• EXERCISE: All lines below containing the string "TransitionService" are to be copied.

(DATA RECORDS Opens)

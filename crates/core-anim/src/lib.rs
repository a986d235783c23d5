//! Animation runtime: lazy per-step frame producers driven by an engine
//! task per running animation.
//!
//! An animation is a state machine whose `step` returns a batch of
//! yields plus the delay until the next step. The engine re-reads the
//! live parameter set every iteration before stepping, which is how
//! SPEED and friends take effect mid-run without a restart — animations
//! must never cache values derived from parameters across iterations.

use core_color::Rgb;
use core_model::{AnimationId, ParamDef, ParamId, ParamValue, ZoneId};
use std::collections::BTreeMap;
use std::sync::Mutex;
use std::time::Duration;

pub mod builtin;
mod engine;

pub use builtin::{build_animation, Breathe, ColorFade, ColorSnake, Snake};
pub use engine::{AnimationEngine, EngineError};

/// Live-mutable parameter values shared between the engine task and the
/// controllers/API. Values are validated before they get here.
#[derive(Debug, Default)]
pub struct ParamSet {
    values: Mutex<BTreeMap<ParamId, ParamValue>>,
}

impl ParamSet {
    pub fn new(initial: BTreeMap<ParamId, ParamValue>) -> Self {
        Self {
            values: Mutex::new(initial),
        }
    }

    /// Seed from definitions: defaults overlaid with stored values.
    pub fn seeded(defs: &[&ParamDef], stored: &BTreeMap<ParamId, ParamValue>) -> Self {
        let mut values = BTreeMap::new();
        for def in defs {
            let value = stored.get(&def.id).copied().unwrap_or(def.default);
            values.insert(def.id.clone(), value);
        }
        Self::new(values)
    }

    pub fn set(&self, id: ParamId, value: ParamValue) {
        self.values.lock().expect("param set poisoned").insert(id, value);
    }

    pub fn get(&self, id: &ParamId) -> Option<ParamValue> {
        self.values.lock().expect("param set poisoned").get(id).copied()
    }

    pub fn snapshot(&self) -> BTreeMap<ParamId, ParamValue> {
        self.values.lock().expect("param set poisoned").clone()
    }
}

/// One renderable instruction out of an animation step.
#[derive(Debug, Clone, PartialEq)]
pub enum StepYield {
    /// Uniform color for every zone in scope.
    Strip(Rgb),
    /// Uniform color for one zone.
    Zone(ZoneId, Rgb),
    /// One logical pixel within a zone.
    Pixel {
        zone: ZoneId,
        index: usize,
        color: Rgb,
    },
}

/// A zone as the animation sees it: identity, span length, and the
/// producer-side color/brightness inputs.
#[derive(Debug, Clone, PartialEq)]
pub struct AnimZone {
    pub id: ZoneId,
    pub pixel_count: usize,
    /// Effective RGB of the zone's configured color at its brightness
    /// (black when powered off).
    pub base_rgb: Rgb,
    pub brightness: u8,
}

/// Inputs for one step, rebuilt by the engine every iteration so zone
/// colors and parameters are always live.
#[derive(Debug, Clone)]
pub struct StepContext {
    pub zones: Vec<AnimZone>,
    pub params: BTreeMap<ParamId, ParamValue>,
}

impl StepContext {
    pub fn param_f64(&self, id: &str, default: f64) -> f64 {
        self.params
            .get(&ParamId::from(id))
            .map(|v| v.as_f64())
            .unwrap_or(default)
    }

    /// Total logical pixels across the zones in scope.
    pub fn total_pixels(&self) -> usize {
        self.zones.iter().map(|z| z.pixel_count).sum()
    }

    /// Resolve a flat pixel position to `(zone, logical index)` along
    /// the declared zone order.
    pub fn locate(&self, position: usize) -> Option<(&AnimZone, usize)> {
        let mut offset = 0;
        for zone in &self.zones {
            if position < offset + zone.pixel_count {
                return Some((zone, position - offset));
            }
            offset += zone.pixel_count;
        }
        None
    }
}

#[derive(Debug, Clone, PartialEq)]
pub struct StepOutput {
    pub yields: Vec<StepYield>,
    pub delay: Duration,
}

/// A running animation's behavior. Implementations keep phase state
/// internally and derive everything else from the context each step.
pub trait Animation: Send {
    fn id(&self) -> AnimationId;

    fn step(&mut self, ctx: &StepContext) -> StepOutput;
}
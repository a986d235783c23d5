//! Controllers: the routing layer between bus events and the services.
//!
//! Controllers never render pixels themselves and never call each other;
//! they translate encoder detents, button presses and keypresses into
//! `ZoneService` mutations and engine/transition commands, and exchange
//! strictly through the event bus. The `Services` container breaks the
//! controller↔service construction cycle.
//!
//! Local control model:
//! - selector rotate: zone selection (wraps over declared order)
//! - selector push: cycle the edit target (hue → preset → brightness)
//!   on STATIC zones; cycle the edited parameter on ANIMATION zones
//! - modulator rotate: adjust the current edit target on STATIC zones;
//!   adjust the selected animation parameter live on ANIMATION zones
//! - modulator push: cycle the zone's animation (with crossfade)
//! - `power` button: application-level power toggle
//! - `mode` button: STATIC ↔ ANIMATION for the selected zone

use core_anim::AnimationEngine;
use core_events::{EventBus, TaskRegistry};
use core_render::FrameSink;
use core_state::ZoneService;
use core_transition::TransitionService;
use std::sync::Arc;

mod anim_ctrl;
mod keymap;
mod lighting;
mod preview;
mod pulse;
mod static_ctrl;

pub use keymap::KeyCommand;
pub use lighting::LightingController;
pub use preview::spawn_preview_renderer;
pub use pulse::PulseTask;
pub use static_ctrl::spawn_static_renderer;

/// Shared service handles passed to every controller.
#[derive(Clone)]
pub struct Services {
    pub zones: Arc<ZoneService>,
    pub engine: Arc<AnimationEngine>,
    pub transitions: Arc<TransitionService>,
    pub sink: FrameSink,
    pub bus: Arc<EventBus>,
    pub tasks: Arc<TaskRegistry>,
}

/// Register every controller on the bus and start the render-side
/// helpers (static renderer, selection pulse, preview).
pub fn wire_controllers(services: &Services) -> Arc<LightingController> {
    let lighting = Arc::new(LightingController::new(services.clone()));

    static_ctrl::register(services, &lighting);
    anim_ctrl::register(services, &lighting);
    keymap::register(services, &lighting);
    lighting::register(services, &lighting);

    spawn_static_renderer(services);
    spawn_preview_renderer(services);

    let pulse = PulseTask::spawn(services.clone());
    services.tasks.register("pulse", pulse);

    lighting
}
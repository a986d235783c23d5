//! Debounced persistence scheduler.
//!
//! The repository task is the only writer of `state.json`. Mutations
//! mark a domain key dirty; the first mark arms a deadline 500 ms out
//! and later marks within the window coalesce into one write. A failed
//! save keeps the key dirty and re-arms the window, so persistence
//! degrades to retry instead of blocking callers. `flush` forces an
//! immediate write and is awaited during shutdown.

use crate::{save_state, PersistedState};
use std::collections::BTreeMap;
use std::path::PathBuf;
use std::sync::Arc;
use std::time::Duration;
use tokio::sync::{mpsc, oneshot};
use tokio::task::JoinHandle;
use tokio::time::Instant;
use tracing::{debug, info, warn};

/// Debounce window per key.
pub const SAVE_DEBOUNCE: Duration = Duration::from_millis(500);

/// Independent persistence domains. One file today, but keys debounce
/// separately so a chatty zone edit cannot starve application saves.
#[derive(Debug, Clone, Copy, PartialEq, Eq, PartialOrd, Ord)]
pub enum SaveKey {
    Zones,
    Application,
}

impl SaveKey {
    pub const fn as_str(self) -> &'static str {
        match self {
            SaveKey::Zones => "zones",
            SaveKey::Application => "application",
        }
    }
}

enum RepoMsg {
    Dirty(SaveKey),
    Flush(oneshot::Sender<()>),
}

/// Snapshot provider: called at write time so the file always reflects
/// the latest in-memory state, not the state at mark time.
pub type StateProvider = Arc<dyn Fn() -> PersistedState + Send + Sync>;

#[derive(Clone)]
pub struct StateRepository {
    tx: mpsc::UnboundedSender<RepoMsg>,
}

impl StateRepository {
    /// Spawn the repository task. Returns the handle used by services
    /// and the join handle for the task registry.
    pub fn spawn(path: PathBuf, provider: StateProvider) -> (Self, JoinHandle<()>) {
        let (tx, rx) = mpsc::unbounded_channel();
        let handle = tokio::spawn(run(path, provider, rx));
        (Self { tx }, handle)
    }

    /// Mark a domain dirty. Never blocks; after shutdown it is a no-op.
    pub fn mark_dirty(&self, key: SaveKey) {
        let _ = self.tx.send(RepoMsg::Dirty(key));
    }

    /// Write pending state immediately and wait for the write to finish.
    pub async fn flush(&self) {
        let (ack, done) = oneshot::channel();
        if self.tx.send(RepoMsg::Flush(ack)).is_ok() {
            let _ = done.await;
        }
    }
}

async fn run(
    path: PathBuf,
    provider: StateProvider,
    mut rx: mpsc::UnboundedReceiver<RepoMsg>,
) {
    let mut deadlines: BTreeMap<SaveKey, Instant> = BTreeMap::new();
    loop {
        let next_deadline = deadlines.values().min().copied();
        tokio::select! {
            msg = rx.recv() => match msg {
                Some(RepoMsg::Dirty(key)) => {
                    deadlines
                        .entry(key)
                        .or_insert_with(|| Instant::now() + SAVE_DEBOUNCE);
                    debug!(target: "state.store", key = key.as_str(), "save_scheduled");
                }
                Some(RepoMsg::Flush(ack)) => {
                    if !deadlines.is_empty() {
                        write(&path, &provider, &mut deadlines, true);
                    }
                    let _ = ack.send(());
                }
                None => {
                    // channel closed: final flush, then exit
                    if !deadlines.is_empty() {
                        write(&path, &provider, &mut deadlines, true);
                    }
                    info!(target: "state.store", "repository_stopped");
                    return;
                }
            },
            _ = sleep_until_or_forever(next_deadline) => {
                write(&path, &provider, &mut deadlines, false);
            }
        }
    }
}

async fn sleep_until_or_forever(deadline: Option<Instant>) {
    match deadline {
        Some(at) => tokio::time::sleep_until(at).await,
        None => std::future::pending().await,
    }
}

fn write(
    path: &std::path::Path,
    provider: &StateProvider,
    deadlines: &mut BTreeMap<SaveKey, Instant>,
    force: bool,
) {
    let now = Instant::now();
    let due: Vec<SaveKey> = deadlines
        .iter()
        .filter(|(_, at)| force || **at <= now)
        .map(|(k, _)| *k)
        .collect();
    if due.is_empty() {
        return;
    }
    match save_state(path, &provider()) {
        Ok(()) => {
            for key in due {
                deadlines.remove(&key);
            }
        }
        Err(e) => {
            // keep keys dirty, retry one debounce window later
            warn!(target: "state.store", error = %e, "state_save_failed_retrying");
            for key in due {
                deadlines.insert(key, now + SAVE_DEBOUNCE);
            }
        }
    }
}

(DATA RECORDS Closes)

• ANSWER AREA:
use core_transition::TransitionService;
    pub transitions: Arc<TransitionService>,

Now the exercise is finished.